27 giugno 2018

CUPRA-cavallo 1 a 0


I confronti uomo-auto sono all'ordine del giorno, specie nell'ottica ambientalista che tende a premiare i primi, con l'interposizione di una buona dose di fatica muscolare, a fronte del consumo di idrocarburi. Restando in ottica recessiva, quindi, l'upgrading dei muscoli umani è quello dei muscoli... equini. E dev'essere stato questo il principio ispiratore del confronto che messo in piedi da Seat, mettendo in competizione un famoso cavallo da concorso, Calgary, con la Leon CUPRA sul terreno del Royal Polo Club di Barcellona. Alle briglie Virginia Graells, al volante Jordi Gené. A sfidarsi in due gare, la prima di accelerazione su una base sabbiosa di 100 m. Vittoria CUPRA, con un tempo sotto i 4 secondi per coprire la distanza, mentre il cavallo ne ha impiegati circa 15. Seconda gara a ostacoli, con Calgary che saltava le barriere poste a 2 m di altezza mentre la Leon gli girava attorno. Anche questa volta la vittoria è andata all'auto, che ha coperto il percorso in 31,43 s a fronte dei 57 occorsi al cavallo.
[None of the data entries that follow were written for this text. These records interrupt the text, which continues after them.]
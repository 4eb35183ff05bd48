//! Destination key derivation.
//!
//! Two schemes are supported:
//!
//! - **timestamp**: `<dest_prefix><millis><base_name>`
//! - **date extraction**: `<dest_prefix><label>/<yyyymmdd>/<millis><base_name>`,
//!   where `label` and the date come from a `<label>/hourly/<year>/<month>/<day>`
//!   segment of the source path.
//!
//! Milliseconds come from an injected [`Clock`], so two files named within the
//! same millisecond get the same timestamp. That window is accepted.

use std::sync::Arc;

use chrono::{Local, NaiveDate, Utc};
use lazy_static::lazy_static;
use log::debug;
use regex::Regex;

use crate::constants::HOURLY_DATE_PATTERN;
use crate::error::{require_trailing_separator, Result, TransferError};

lazy_static! {
    static ref HOURLY_DATE_RE: Regex =
        Regex::new(HOURLY_DATE_PATTERN).expect("hourly date pattern is a valid regex");
}

/// Time source used for key and temp-file naming.
pub trait Clock: Send + Sync {
    /// Milliseconds since the Unix epoch.
    fn now_millis(&self) -> i64;

    /// Calendar date used for date folders.
    fn today(&self) -> NaiveDate;
}

/// Wall clock. Date folders follow the host's local calendar date.
#[derive(Debug, Default, Clone, Copy)]
pub struct SystemClock;

impl Clock for SystemClock {
    fn now_millis(&self) -> i64 {
        Utc::now().timestamp_millis()
    }

    fn today(&self) -> NaiveDate {
        Local::now().date_naive()
    }
}

/// A clock frozen at one instant, for deterministic naming. Its date is the
/// UTC date of that instant, independent of the host time zone.
#[derive(Debug, Clone, Copy)]
pub struct FixedClock {
    millis: i64,
}

impl FixedClock {
    pub fn new(millis: i64) -> Self {
        FixedClock { millis }
    }
}

impl Clock for FixedClock {
    fn now_millis(&self) -> i64 {
        self.millis
    }

    fn today(&self) -> NaiveDate {
        chrono::DateTime::from_timestamp_millis(self.millis)
            .map(|dt| dt.date_naive())
            .unwrap_or_default()
    }
}

/// Date segment parsed out of a source path.
#[derive(Debug, Clone, PartialEq, Eq)]
pub struct DateStamp {
    pub label: String,
    pub year: u16,
    pub month: u8,
    pub day: u8,
}

impl DateStamp {
    /// `yyyymmdd` token used as the destination folder.
    pub fn token(&self) -> String {
        format!("{:04}{:02}{:02}", self.year, self.month, self.day)
    }
}

/// Find the `<label>/hourly/<year>/<month>/<day>` segment in `path`.
///
/// Returns `None` when the path has no such segment. That is a policy outcome
/// for the caller, not a failure.
pub fn extract_date_stamp(path: &str) -> Option<DateStamp> {
    let caps = HOURLY_DATE_RE.captures(path)?;
    Some(DateStamp {
        label: caps[1].to_string(),
        year: caps[2].parse().ok()?,
        month: caps[3].parse().ok()?,
        day: caps[4].parse().ok()?,
    })
}

/// Derives destination keys under a fixed destination prefix.
#[derive(Clone)]
pub struct PathNamer {
    dest_prefix: String,
    clock: Arc<dyn Clock>,
}

impl PathNamer {
    /// Create a namer. `dest_prefix` must end with `/`.
    pub fn new(dest_prefix: &str, clock: Arc<dyn Clock>) -> Result<Self> {
        require_trailing_separator("destination", dest_prefix)?;
        Ok(PathNamer {
            dest_prefix: dest_prefix.to_string(),
            clock,
        })
    }

    pub fn dest_prefix(&self) -> &str {
        &self.dest_prefix
    }

    pub fn clock(&self) -> &Arc<dyn Clock> {
        &self.clock
    }

    /// Derive the key for `base_name`, read from `source_path`.
    ///
    /// In date mode a path without an hourly segment is
    /// [`TransferError::NoDateMatch`].
    pub fn derive_key(&self, source_path: &str, base_name: &str, use_date_extraction: bool) -> Result<String> {
        let millis = self.clock.now_millis();

        let key = if use_date_extraction {
            let stamp = extract_date_stamp(source_path)
                .ok_or_else(|| TransferError::NoDateMatch { path: source_path.to_string() })?;
            format!("{}{}/{}/{}{}", self.dest_prefix, stamp.label, stamp.token(), millis, base_name)
        } else {
            format!("{}{}{}", self.dest_prefix, millis, base_name)
        };

        debug!("Derived key {} for {}", key, source_path);
        Ok(key)
    }

    /// Key under today's `yyyymmdd` folder: `<dest_prefix><yyyymmdd>/<millis><base_name>`.
    pub fn date_folder_key(&self, millis: i64, base_name: &str) -> String {
        format!(
            "{}{}/{}{}",
            self.dest_prefix,
            self.clock.today().format("%Y%m%d"),
            millis,
            base_name
        )
    }
}

impl std::fmt::Debug for PathNamer {
    fn fmt(&self, f: &mut std::fmt::Formatter<'_>) -> std::fmt::Result {
        f.debug_struct("PathNamer")
            .field("dest_prefix", &self.dest_prefix)
            .finish_non_exhaustive()
    }
}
Risultato scontato dunque? Non proprio, visto il fondo a bassa aderenza e lo scarso spazio a disposizione per far girare l'auto. Ma la potenza del 2 litri turbo e l'efficacia della trazione integrale sono stati elementi chiave per il successo della vettura spagnola. D'altronde 300 contro 1 è una sfida impari. Ma per Virginia non c'è storia: nessuna auto può dare la sensazione di libertà e unione con la natura che si prova cavalcando Calgary. Sarebbe carino sapere cosa ne pensi il cavallo.